01 Sep 2021 - {{hitsCtrl.values.hits}}
Insurance companies added significant amount of assets into equities and unit trusts in a bid to beat lower yields from the government securities but the uptrend in the yields of the latter will largely enhance their profits predominantly via higher investment incomes and potentially lower transfers to insurance contract liabilities.
According to the latest data available through the end of March quarter this year, life insurers have more than doubled the assets they held in the unit trusts to Rs.14.1 billion from Rs.6.6 billion a year ago, logging 114 percent increase.
Meanwhile the unit trust assets holdings by general insurers rose to Rs.6.8 billion from Rs.1.4 billion during the same period, reflecting that insurers who typically hold bulk of their assets in low yielding government securities have reallocated their assets looking to make higher yields while keeping retaining the liquidity they need.
This performance also mimicked the performance in the assets under management (AUM) in the broader unit trusts industry about the same period in the year which saw more growing assets as their exposure into a portfolio of investments provided them the ability to generate higher returns than for government securities and bank deposits.

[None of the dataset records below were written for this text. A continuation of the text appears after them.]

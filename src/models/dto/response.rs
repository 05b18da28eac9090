use serde::{Deserialize, Serialize};

/// Envelope shared by every generation endpoint.
#[derive(Debug, Clone, Serialize, Deserialize)]
pub struct ApiResponse<T> {
    pub success: bool,
    #[serde(skip_serializing_if = "Option::is_none")]
    pub data: Option<T>,
    #[serde(skip_serializing_if = "Option::is_none")]
    pub error: Option<String>,
}

impl<T> ApiResponse<T> {
    pub fn ok(data: T) -> Self {
        Self {
            success: true,
            data: Some(data),
            error: None,
        }
    }
}

impl ApiResponse<()> {
    pub fn failure(message: impl Into<String>) -> Self {
        Self {
            success: false,
            data: None,
            error: Some(message.into()),
        }
    }
}
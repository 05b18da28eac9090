use actix_web::{get, HttpResponse};

#[get("/health")]
async fn health_check() -> HttpResponse {
    HttpResponse::Ok().json(serde_json::json!({
        "status": "healthy",
        "version": env!("CARGO_PKG_VERSION")
    }))
}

Government securities account for the lion’s share of the insurance industry investments with nearly 45 percent of the life insurance investments held in them, both as a compliance requirements and an access to liquidity while keeping their market risks to the minimum.
In general insurance, this share was 37 percent end of the March quarter.
All insurers are mandated to maintain a minimum of 30 percent of their investments in government securities.
While the insurers earned only a nominal return from holding bulk of their assets in government securities so far, the upward trend in the yields of government securities could now bode well for the insurers’ bottom line due to rising investment income that will result in.
Further, the rising interest rates are also expected to result in lower surplus transfers to life insurance fund further supporting the bottomline of the insurers who hold larger insurance funds as there has been a negative correlation between the change in insurance contract liabilities and the 5-year treasury bond rates, as observed by First Capital Research in a recent report on the sector.
Investments in government securities, corporate debt and bank deposits account for 86 percent of total investments of life insurance industry, the data showed. This share is 68 percent by general insurers. Meanwhile, similar to shift in investments into unit trusts, insurers have also reallocated a substantial amount of their assets into equities to make the most from the rising equities market and thereby their yields. For instance, investment allocation in equities by life insurers surged by 56 percent to Rs.35.1 billion to March 2021 from a year ago, while the same in the general insurance industry soared by 61 percent to Rs.11.6 billion between the two periods.
Corresponding to the investment portfolio reallocation into high yielding assets, the investment incomes of the life insurers rose by a robust 34 percent to Rs.11.9 billion in the quarter ended in March 2021 from the same period a year ago while the same income in the general insurance industry remained virtually unchanged at Rs.1.8 billion as the pandemic weighed on general insurance premiums and thereby its asset growth.
Conversely, the life insurance sector emerged a winner from the pandemic-induced conditions as more people started subscribing for life and health covers to guard themselves against the growing uncertainties and the escalating healthcare and medicinal costs.